Posted on March 8, 2017 by Paul Thurrott in Windows 10 with 64 Comments

Windows 10 Tip: Turn Off File Explorer Advertising

While the Creators Update will include a number of important improvements to Windows 10, the escalation of File Explorer advertising isn’t one of them. Here’s how to turn it off.

Note: This tip is derived from the Windows 10 Field Guide, which is now being updated for the Windows 10 Creators Update. But this tip applies to the Anniversary Update as well.

I’ve led the charge against Microsoft’s advertising efforts in Windows, noting back in 2012 that the software giant cheapened Windows 8 with ads. Despite my warnings about a slippery slope—Microsoft would only escalate its in-box advertising down the road, I cautioned—Windows 10, sadly, was even worse. And now the Creators Update is coming, bringing with it yet another escalation of in-product advertising. Most notably, and most disturbingly, in File Explorer.

How can you tell this is an ad? The dollar sign is one clue. (Courtesy of Reddit)

(Ad-like notifications for OneDrive do appear in File Explorer in the Anniversary Update, but people running the Creators Update are now seeing actual advertising.)

To be clear, File Explorer is the Windows 10 shell, a core part of the operating system. So like the mobile apps that first bore advertising back in Windows 8, yes, it is very much a “part of” Windows, or “in” Windows. It is Windows.

This is a sad state of affairs. Fortunately, you can turn off this terrible intrusion. Here’s how:

Open File Explorer and then navigate to View > Options > Change folder and search options.

In the Folder Options window that appears, navigate to the View tab.

In the Advanced Settings list, scroll down until you see the option titled “Show sync provider notifications.”

Uncheck that option and then select OK to close the window.

Two additional points.

First, in comparing the Advanced Settings list in the Folder Options window between the Anniversary and Creators Updates, I see that the “Show sync provider notifications” option does appear in Windows 10 today. So you may want to proactively disable it now. (Interesting side-note: There are no new options in this list in the Creators Update; it’s identical to the current release. I assume this wasn’t all the shell team worked on over the past year.)

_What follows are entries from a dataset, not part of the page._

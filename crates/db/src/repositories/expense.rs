//! Expense repository.

use async_trait::async_trait;
use chrono::Utc;
use sea_orm::{ActiveModelTrait, DatabaseConnection, EntityTrait, Set};
use tally_core::StoreError;
use tally_core::expense::{Expense, ExpenseStore};
use tally_shared::types::{CategoryId, ExpenseId, UserId};

use crate::entities::expenses;
use crate::error::store_error;

/// Expense repository backed by the `expenses` table.
#[derive(Debug, Clone)]
pub struct ExpenseRepository {
    db: DatabaseConnection,
}

impl ExpenseRepository {
    /// Creates a new expense repository.
    #[must_use]
    pub const fn new(db: DatabaseConnection) -> Self {
        Self { db }
    }
}

pub(crate) fn to_domain(model: expenses::Model) -> Expense {
    Expense {
        id: ExpenseId::from_uuid(model.id),
        user_id: UserId::from(model.user_id),
        description: model.description,
        original_amount: model.original_amount,
        currency: model.currency,
        home_amount: model.home_amount,
        home_currency: model.home_currency,
        exchange_rate: model.exchange_rate,
        category_id: model.category_id.map(CategoryId::from_uuid),
        account: model.account,
        expense_date: model.expense_date.with_timezone(&Utc),
        created_at: model.created_at.with_timezone(&Utc),
        updated_at: model.updated_at.with_timezone(&Utc),
    }
}

pub(crate) fn to_active_model(expense: &Expense) -> expenses::ActiveModel {
    expenses::ActiveModel {
        id: Set(expense.id.into_inner()),
        user_id: Set(expense.user_id.as_str().to_string()),
        description: Set(expense.description.clone()),
        original_amount: Set(expense.original_amount),
        currency: Set(expense.currency.clone()),
        home_amount: Set(expense.home_amount),
        home_currency: Set(expense.home_currency.clone()),
        exchange_rate: Set(expense.exchange_rate),
        category_id: Set(expense.category_id.map(CategoryId::into_inner)),
        account: Set(expense.account.clone()),
        expense_date: Set(expense.expense_date.into()),
        created_at: Set(expense.created_at.into()),
        updated_at: Set(expense.updated_at.into()),
    }
}

#[async_trait]
impl ExpenseStore for ExpenseRepository {
    async fn insert(&self, expense: &Expense) -> Result<Expense, StoreError> {
        let model = to_active_model(expense)
            .insert(&self.db)
            .await
            .map_err(store_error)?;
        Ok(to_domain(model))
    }

    async fn find_by_id(&self, id: ExpenseId) -> Result<Option<Expense>, StoreError> {
        let model = expenses::Entity::find_by_id(id.into_inner())
            .one(&self.db)
            .await
            .map_err(store_error)?;
        Ok(model.map(to_domain))
    }
}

Second, the name of that option is interesting, isn’t it? It suggests that Microsoft will only show “notifications” here related to “sync providers.” Obviously, Microsoft only makes one such sync provider, OneDrive, though the Office 365 ad is obviously related since it provides 1 TB of additional storage. Would Microsoft ever allow third parties like Box or Dropbox to advertise here too? That’s the slippery slope I worry about. I wouldn’t be surprised to see that in the next major release of Windows 10, but I won’t get outraged about that unless it happens.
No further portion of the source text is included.